6.         Experience designing or operating simulation environments, cyber ranges, replay systems, benchmark suites or adversarial test harnesses.

7.         Exposure to cybersecurity, AppSec, cloud security, DevSecOps, vulnerability management, SOC operations, incident response, threat intelligence, GRC or offensive security testing.

Cybersecurity Knowledge

Cybersecurity knowledge is a bonus, not the core requirement.

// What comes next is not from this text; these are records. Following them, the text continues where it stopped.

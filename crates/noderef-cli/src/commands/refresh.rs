use miette::{IntoDiagnostic, Result};
use noderef_core::config::RefreshConfig;
use noderef_core::refresh::{self, CatalogSummary, RefreshSummary};
use noderef_core::Config;
use serde::Serialize;
use std::io::{self, Write};
use tracing::info;

/// JSON result for `noderef --json`.
#[derive(Serialize)]
struct RefreshJsonResult<'a> {
    ok: bool,
    #[serde(skip_serializing_if = "Option::is_none")]
    summary: Option<&'a RefreshSummary>,
    #[serde(skip_serializing_if = "Option::is_none")]
    error: Option<String>,
}

/// Run a full refresh and report it.
///
/// Exits with status 1 if the refresh fails; the previous cache is kept.
pub fn run(config: &Config, settings: &RefreshConfig, json: bool) -> Result<()> {
    info!(cwd = %config.cwd.display(), out = %settings.out_dir.display(), "Refreshing node registry");

    let runtime = tokio::runtime::Runtime::new().into_diagnostic()?;
    let result = runtime.block_on(refresh::run(settings));

    match result {
        Ok(summary) => {
            if json {
                print_json(&RefreshJsonResult {
                    ok: true,
                    summary: Some(&summary),
                    error: None,
                })?;
            } else {
                print_human(&summary).into_diagnostic()?;
            }
            Ok(())
        }
        Err(e) => {
            if json {
                print_json(&RefreshJsonResult {
                    ok: false,
                    summary: None,
                    error: Some(e.to_string()),
                })?;
            } else {
                eprintln!("error: {e}");
                eprintln!("hint: the previous cache in {} was left untouched", settings.out_dir.display());
            }
            std::process::exit(1);
        }
    }
}

fn print_json(result: &RefreshJsonResult<'_>) -> Result<()> {
    let json = serde_json::to_string_pretty(result).into_diagnostic()?;
    println!("{json}");
    Ok(())
}

fn print_human(summary: &RefreshSummary) -> io::Result<()> {
    let mut out = io::stdout().lock();

    catalog_line(&mut out, "Official", &summary.official)?;
    catalog_line(&mut out, "Community", &summary.community)?;

    let o = &summary.overrides;
    writeln!(
        out,
        "Overrides: {} ({} dynamic, {} static)",
        o.total, o.dynamic, o.static_count
    )?;
    if o.downgrades_refused > 0 {
        writeln!(out, "  {} downgrade(s) refused", o.downgrades_refused)?;
    }
    for pkg in &summary.packages {
        match &pkg.error {
            Some(error) => writeln!(out, "  {}: unavailable ({error})", pkg.package)?,
            None => writeln!(
                out,
                "  {}: {} files, {} dynamic, {} static, {} failed, {} duplicate",
                pkg.package, pkg.files, pkg.dynamic, pkg.static_count, pkg.failed, pkg.duplicates
            )?,
        }
    }

    writeln!(out, "Property records: {}", summary.property_records)?;
    if summary.malformed_schemas > 0 {
        writeln!(out, "  {} malformed schema(s) skipped", summary.malformed_schemas)?;
    }

    writeln!(out, "Artifacts in {}:", summary.out_dir.display())?;
    for artifact in &summary.artifacts {
        let name = artifact
            .path
            .file_name()
            .map_or_else(|| artifact.path.display().to_string(), |n| n.to_string_lossy().into_owned());
        let state = if artifact.changed { "updated" } else { "unchanged" };
        writeln!(out, "  {name} ({} bytes, {state})", artifact.bytes)?;
    }
    Ok(())
}

fn catalog_line(out: &mut impl Write, label: &str, catalog: &CatalogSummary) -> io::Result<()> {
    write!(out, "{label}: {} nodes", catalog.written)?;
    if catalog.dropped > 0 {
        write!(out, " ({} without a name dropped)", catalog.dropped)?;
    }
    writeln!(out, " from {} ({} page(s))", catalog.source, catalog.pages)
}
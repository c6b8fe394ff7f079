use std::{
    fmt,
    panic::{AssertUnwindSafe, catch_unwind},
};

use tokio::sync::mpsc::UnboundedReceiver;

use crate::{
    LifecycleListener, Transition,
    source::{ListenerId, SourceCommand},
};

struct ListenerEntry {
    id: ListenerId,
    listener: Box<dyn LifecycleListener>,
    paused: bool,
}

/// Runs on the source's dedicated thread and delivers callbacks.
///
/// Listeners live in a `Vec` so delivery follows registration order.
pub(crate) struct Dispatcher {
    receiver: UnboundedReceiver<SourceCommand>,
    listeners: Vec<ListenerEntry>,
    last_id: ListenerId,
    ids_to_remove: Vec<ListenerId>,
    is_alive: bool,
}

impl Dispatcher {
    pub fn new(receiver: UnboundedReceiver<SourceCommand>) -> Self {
        Self {
            receiver,
            listeners: Vec::new(),
            last_id: 0,
            ids_to_remove: Vec::with_capacity(4),
            is_alive: true,
        }
    }

    pub fn run(&mut self) {
        while self.is_alive {
            match self.receiver.blocking_recv() {
                Some(cmd) => self.handle_command(cmd),
                // Every sender is gone.
                None => break,
            }
        }
        tracing::debug!(listeners = self.listeners.len(), "callback dispatcher stopped");
    }

    fn handle_command(&mut self, cmd: SourceCommand) {
        use SourceCommand::*;
        match cmd {
            Register(listener, resp) => {
                let id = self.last_id;
                self.last_id = self.last_id.wrapping_add(1);
                self.listeners.push(ListenerEntry {
                    id,
                    listener,
                    paused: false,
                });
                let _ = resp.send(id);
            }
            Unregister(id) => {
                self.remove_listener(id);
            }
            PauseAll => self.set_all_paused(true),
            ResumeAll => self.set_all_paused(false),
            PauseOne(id) => self.set_paused(id, true),
            ResumeOne(id) => self.set_paused(id, false),
            Dispatch(transition) => {
                self.deliver(&transition);
            }
            Flush(resp) => {
                let _ = resp.send(());
            }
            Shutdown => {
                self.is_alive = false;
                self.receiver.close();
                self.drain();
            }
        }
    }

    /// Handle what was queued before the channel closed.
    ///
    /// Every post that was accepted is delivered. Registrations are refused,
    /// so their callers see `SourceClosed`.
    fn drain(&mut self) {
        while let Some(cmd) = self.receiver.blocking_recv() {
            match cmd {
                SourceCommand::Dispatch(transition) => self.deliver(&transition),
                SourceCommand::Flush(resp) => {
                    let _ = resp.send(());
                }
                _ => {}
            }
        }
    }

    fn remove_listener(&mut self, id: ListenerId) {
        self.listeners.retain(|entry| entry.id != id);
    }

    fn set_paused(&mut self, id: ListenerId, paused: bool) {
        if let Some(entry) = self.listeners.iter_mut().find(|entry| entry.id == id) {
            entry.paused = paused;
        }
    }

    fn set_all_paused(&mut self, paused: bool) {
        for entry in &mut self.listeners {
            entry.paused = paused;
        }
    }

    fn deliver(&mut self, transition: &Transition) {
        for entry in &self.listeners {
            if entry.paused {
                continue;
            }

            let result = catch_unwind(AssertUnwindSafe(|| {
                entry
                    .listener
                    .on_callback(transition.actor(), transition.kind())
            }));
            if result.is_err() {
                tracing::error!(listener_id = %entry.id, %transition, "Listener panicked, removing");
                self.ids_to_remove.push(entry.id);
            }
        }

        while let Some(id) = self.ids_to_remove.pop() {
            self.remove_listener(id);
        }
    }
}

impl fmt::Debug for Dispatcher {
    fn fmt(&self, f: &mut fmt::Formatter<'_>) -> fmt::Result {
        f.debug_struct("Dispatcher")
            .field("receiver", &self.receiver)
            .field("listeners.len()", &self.listeners.len())
            .field("last_id", &self.last_id)
            .field("is_alive", &self.is_alive)
            .finish()
    }
}
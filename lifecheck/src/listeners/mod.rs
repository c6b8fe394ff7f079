//! Ready-to-use listener implementations.
//!
//! Each of these can be registered on a
//! [`CallbackSource`](crate::CallbackSource) next to a session's log.
//!
//! # Available Listeners
//!
//! - [`Tracer`] - Logs callbacks via the `tracing` crate
//! - [`StateMonitor`] - Point-in-time view of actor states and the top position
//! - [`Recorder`] - Records callbacks to a JSON Lines file (requires `recorder` feature)
//!
//! # Example
//!
//! ```
//! use lifecheck::{CallbackSource, Config, listeners::Tracer};
//!
//! let source = CallbackSource::new(&Config::default())?;
//! source.register(Tracer)?;
//! # Ok::<(), lifecheck::Error>(())
//! ```

mod tracer;
pub use tracer::Tracer;

mod state_monitor;
pub use state_monitor::StateMonitor;

#[cfg(feature = "recorder")]
mod recorder;

#[cfg(feature = "recorder")]
#[cfg_attr(docsrs, doc(cfg(feature = "recorder")))]
pub use recorder::Recorder;
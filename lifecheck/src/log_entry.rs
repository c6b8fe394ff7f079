use std::{fmt, time::SystemTime};

use crate::{ActorId, CallbackKind, Transition};

/// A recorded callback: the transition plus its arrival metadata.
///
/// - `seq`: arrival position, assigned under the log lock. Strictly
///   increasing for the lifetime of a log, and not reset by `clear()`.
/// - `timestamp`: wall-clock nanoseconds since the Unix epoch. Diagnostic
///   only; ordering always comes from `seq`.
#[derive(Debug, Clone, PartialEq, Eq, Hash)]
#[cfg_attr(feature = "serde", derive(serde::Serialize, serde::Deserialize))]
pub struct LogEntry {
    seq: u64,
    timestamp: u64,
    transition: Transition,
}

impl LogEntry {
    pub(crate) fn new(seq: u64, transition: Transition) -> Self {
        Self {
            seq,
            timestamp: now_nanos(),
            transition,
        }
    }

    #[inline]
    pub fn seq(&self) -> u64 {
        self.seq
    }

    /// Timestamp in nanoseconds since Unix epoch (u64 truncation).
    #[inline]
    pub fn timestamp(&self) -> u64 {
        self.timestamp
    }

    #[inline]
    pub fn transition(&self) -> &Transition {
        &self.transition
    }

    #[inline]
    pub fn actor(&self) -> &ActorId {
        self.transition.actor()
    }

    #[inline]
    pub fn kind(&self) -> CallbackKind {
        self.transition.kind()
    }
}

impl fmt::Display for LogEntry {
    fn fmt(&self, f: &mut fmt::Formatter<'_>) -> fmt::Result {
        write!(f, "#{} {}", self.seq, self.transition)
    }
}

// A clock before the epoch only degrades diagnostics, so it maps to zero.
pub(crate) fn now_nanos() -> u64 {
    SystemTime::now()
        .duration_since(SystemTime::UNIX_EPOCH)
        .map(|d| d.as_nanos() as u64)
        .unwrap_or(0)
}
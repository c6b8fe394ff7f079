use std::{
    fs::File,
    io::{BufWriter, Write},
    path::Path,
};

use parking_lot::Mutex;
use serde::Serialize;

use crate::{ActorId, CallbackKind, LifecycleListener, log_entry::now_nanos};

/// A listener that records callbacks to a file in JSON Lines format.
///
/// Each callback is written as a JSON object on its own line and flushed
/// immediately:
///
/// ```text
/// {"timestamp":1718000000000000000,"actor":"A","kind":"resumed"}
/// ```
///
/// # Example
///
/// ```ignore
/// let recorder = Recorder::new("callbacks.jsonl")?;
/// source.register(recorder)?;
/// ```
#[derive(Debug)]
pub struct Recorder {
    writer: Mutex<BufWriter<File>>,
}

#[derive(Serialize)]
struct Line<'a> {
    timestamp: u64,
    actor: &'a ActorId,
    kind: CallbackKind,
}

impl Recorder {
    /// Create a new recorder that writes to the specified path.
    ///
    /// # Errors
    ///
    /// Returns [`Error::IoError`](crate::Error::IoError) if the file cannot be created.
    pub fn new<P: AsRef<Path>>(path: P) -> crate::Result<Self> {
        let file = File::create(path)?;
        Ok(Self {
            writer: Mutex::new(BufWriter::new(file)),
        })
    }
}

impl LifecycleListener for Recorder {
    fn on_callback(&self, actor: &ActorId, kind: CallbackKind) {
        let line = Line {
            timestamp: now_nanos(),
            actor,
            kind,
        };
        let mut writer = self.writer.lock();
        if let Err(e) = serde_json::to_writer(&mut *writer, &line) {
            tracing::warn!("Recorder failed to serialize callback: {}", e);
        }
        let _ = writer.write_all(b"\n");
        let _ = writer.flush();
    }
}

The candidate does not need to be a SOC analyst, incident responder, penetration tester or security architect. However, they should be able to learn cyber workflows quickly, work closely with cyber SMEs and understand enough about security tools, vulnerabilities, logs, identity, cloud, code, tickets, and incidents to build safe AI systems around them.

Initial Deliverables

Within the first 6 to 9 months, the role is expected to help deliver:

1. Agentic AI reference architecture
   A clear architecture covering models, orchestration, memory, tool access, data flows, logging, approvals, evaluation, deployment, and governance. 
2. Cyber agent control plane prototype
   A working harness that can run bounded cyber agents with controlled tool access, human approvals, audit trails and defined autonomy levels. 
3. Tool interface and mediation layer
   Initial controlled connectors to selected enterprise and cyber systems, with scoped credentials, read/write boundaries, logging, error handling and approval gates. 
4. Agent identity and access model
   A defined approach for agent identities, sub-agent identities, scoped credentials, just-in-time access, secrets handling and approval-bound permissions. 
5. Cyber knowledge and memory prototype
   A working context layer using selected cyber data sources such as assets, vulnerabilities, alerts, incidents, playbooks, code repositories or tickets. 
6. Evidence and source-trust model
   A repeatable approach for grounding agent outputs in traceable evidence, with source references, confidence indicators, freshness checks and trust boundaries. 
7. Model evaluation framework
   A repeatable way to test frontier and open-source models against cyber-relevant tasks before operational use. 
8. Simulation and replay environment
   A controlled environment for testing agents against synthetic cases, historical incidents, vulnerable code, cloud scenarios or red-team workflows. 
9. Initial production pilots
   Two to three bounded pilots, such as secure code review, alert enrichment, threat intelligence summarisation, incident report drafting, vulnerability triage or GRC evidence collection. 
10. AI safety and operating guardrails
    A practical control model covering data access, prompt injection risk, tool permissions, autonomy levels, approvals, escalation, rollback and prohibited actions. 
11. Production handover model
    Runbooks, service ownership model, monitoring requirements, alerting thresholds, rollback approach, cost-control model, access review process and post-incident review process. 
12. Reusable build standards
    Templates, coding standards, prompt standards, evaluation standards, connector standards and deployment patterns so future agents can be built consistently.